Cults like NXIVM tend to target middle- or upper-middle class, college-educated women with promises of personal empowerment, while also trying to make them feel special—at least at first, Kirkley says: “It sounds like an authentic connection. You’re being complimented, someone respects your work, values what you’re doing. They say they understand how hard it is. I really think that it’s only in hindsight that a group like NXIVM is exposed to be as dangerous and really damaging as it is. But by the time you recognize it, you’re in too deep.”
Of course now NXIVM’s faux-feminist recruitment strategy raises several red flags. “It’s this kind of ‘you-go-girl’ promise,” Kirkley says. “But with a male leader, it just was unable to—and may not have ever had the pretense of—delivering on career development, empowerment, or becoming a better person.” Instead, Raniere reportedly told members that women can be disloyal, have tantrums, and get away with whatever they prefer, all while manipulating them into having sex with him.
Amy Luke
The idea is to break you down, then build you up into whatever pliant Frankenstein is most useful to the leaders. “When you get down into it, these self-empowerment-type cults often have this line about how all of your problems are your responsibility,” Steel says. “So, it doesn’t ever do anything to actually address the systemic issues in society that might be holding women back. Nope, it’s your fault, you know, so therefore you are being locked up for the next few days.”
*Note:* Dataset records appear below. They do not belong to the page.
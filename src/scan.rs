//! RSI scans over many markets and over the coins an account holds

use tracing::{debug, info, warn};

use crate::coindcx::Balance;
use crate::error::Result;
use crate::indicator::{IndicatorQuery, IndicatorSource};
use crate::notify::Notifier;

/// Currencies the holdings alert never looks at
pub const IGNORED_HOLDINGS: [&str; 3] = ["NOAH", "XEC", "INR"];

/// Smallest free balance worth alerting on
pub const MIN_FREE_BALANCE: f64 = 1.0;

/// A symbol whose RSI crossed the scan threshold
#[derive(Debug, Clone, PartialEq)]
pub struct RsiHit {
    pub symbol: String,
    pub rsi: f64,
}

async fn rsi_of<S>(source: &S, query: &IndicatorQuery) -> Result<f64>
where
    S: IndicatorSource + ?Sized,
{
    source.snapshot(query).await?.rsi()
}

/// RSI of every market below `below`, in market order
///
/// A market the main exchange cannot serve is asked of `fallback_exchange`
/// once; markets failing both are logged and skipped.
pub async fn scan_markets<S>(
    source: &S,
    markets: &[String],
    base: &IndicatorQuery,
    below: f64,
    fallback_exchange: Option<&str>,
) -> Vec<RsiHit>
where
    S: IndicatorSource + ?Sized,
{
    let mut hits = Vec::new();
    for market in markets {
        let query = IndicatorQuery {
            symbol: market.clone(),
            ..base.clone()
        };
        let rsi = match rsi_of(source, &query).await {
            Ok(rsi) => rsi,
            Err(e) => {
                let Some(exchange) = fallback_exchange else {
                    warn!("Skipping {}: {}", query.ticker(), e);
                    continue;
                };
                debug!("{} failed ({}), trying {}", query.ticker(), e, exchange);
                let retry = IndicatorQuery {
                    exchange: exchange.to_string(),
                    ..query
                };
                match rsi_of(source, &retry).await {
                    Ok(rsi) => rsi,
                    Err(e) => {
                        warn!("Skipping {}: {}", retry.ticker(), e);
                        continue;
                    }
                }
            }
        };
        if rsi < below {
            info!("{} RSI {:.2}", market, rsi);
            hits.push(RsiHit {
                symbol: market.clone(),
                rsi,
            });
        }
    }
    hits
}

/// Whether any balance is tied up in an open order
pub fn has_locked_funds(balances: &[Balance]) -> bool {
    balances.iter().any(|b| b.locked_balance != 0.0)
}

/// Coins held outright: nothing locked and more than one unit free
pub fn free_holdings<'a>(balances: &'a [Balance], ignored: &[&str]) -> Vec<&'a Balance> {
    balances
        .iter()
        .filter(|b| !ignored.contains(&b.currency.as_str()))
        .filter(|b| b.locked_balance == 0.0 && b.balance > MIN_FREE_BALANCE)
        .collect()
}

/// Check each free holding against `quote` and alert when RSI is above `above`
///
/// Returns the holdings alerted on. Failing indicator lookups skip the coin;
/// a failing notifier stops the run.
pub async fn holdings_alerts<S, N>(
    source: &S,
    notifier: &N,
    balances: &[Balance],
    base: &IndicatorQuery,
    quote: &str,
    above: f64,
) -> Result<Vec<RsiHit>>
where
    S: IndicatorSource + ?Sized,
    N: Notifier + ?Sized,
{
    let mut hits = Vec::new();
    for holding in free_holdings(balances, &IGNORED_HOLDINGS) {
        info!("Holding {} {}", holding.balance, holding.currency);
        let query = IndicatorQuery {
            symbol: format!("{}{}", holding.currency, quote),
            ..base.clone()
        };
        let rsi = match rsi_of(source, &query).await {
            Ok(rsi) => rsi,
            Err(e) => {
                warn!("Skipping {}: {}", query.ticker(), e);
                continue;
            }
        };
        if rsi > above {
            info!("Selling {} (RSI {:.2})", holding.currency, rsi);
            notifier
                .notify(
                    &format!("Sold {}", holding.currency),
                    &format!(
                        "{} {} held with RSI {:.2} on {}",
                        holding.balance, holding.currency, rsi, query.symbol
                    ),
                )
                .await?;
            hits.push(RsiHit {
                symbol: query.symbol,
                rsi,
            });
        }
    }
    Ok(hits)
}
According to Steel, cults have a way of manipulating people into feeling that they deserve punishment. “It’s always making you turn inwards and focus everything on yourself and your own failings, and that’s something that really keeps people under control and always questioning themselves,” she says.
Seven years after the fact, in my mid-40s now, I wonder about the woman I was when Mack made her overture. Was I really that naïve? I’m a writer. How did I ignore all those sentences that said so much but meant nothing? Maybe I was too trusting. But, more likely, I was looking for a community that would make me feel supported.
My trip to DRC also included a stop in Rwanda to talk to genocide survivors. And my subconscious coping mechanism was to hole up and write incessantly, something like eight 2,000-word drafts in 10 days, including a piece exploring how a whole country reckons with the mass trauma of genocide, and another about how female rape survivors rarely see justice.
As antisocial and manic as my outpouring of text was, it was the best antidote I had found to combat the disturbing disconnect I always felt upon reentering my life in New York (at least it was better than heavy drinking, not sleeping, or yelling at my partner). Doing this kind of work was isolating, but also addictive; how do you just drop a story about tiny girls being raped? I continued to follow the tip I’d been given about the girls for the next seven years. My reporting wound up helping lead to the arrest of the Congolese perpetrators, as well as awards and recognition. It would also lead to years of neglecting myself. How could I be happy when my sources and the girls were suffering so much?
Mack found me at this vulnerable time, when a small part of me knew I needed more support, but wasn’t sure how to seek it. Fortunately, I can see now that I had a near miss with people who wanted my money and control over my thoughts. Unfortunately, however, I’m not sure I can say that such offers of sisterhood would never tempt me again. It’s a lonely world, and we—me, you—all tend to seek whatever connective sustenance we can get, wherever we can get it.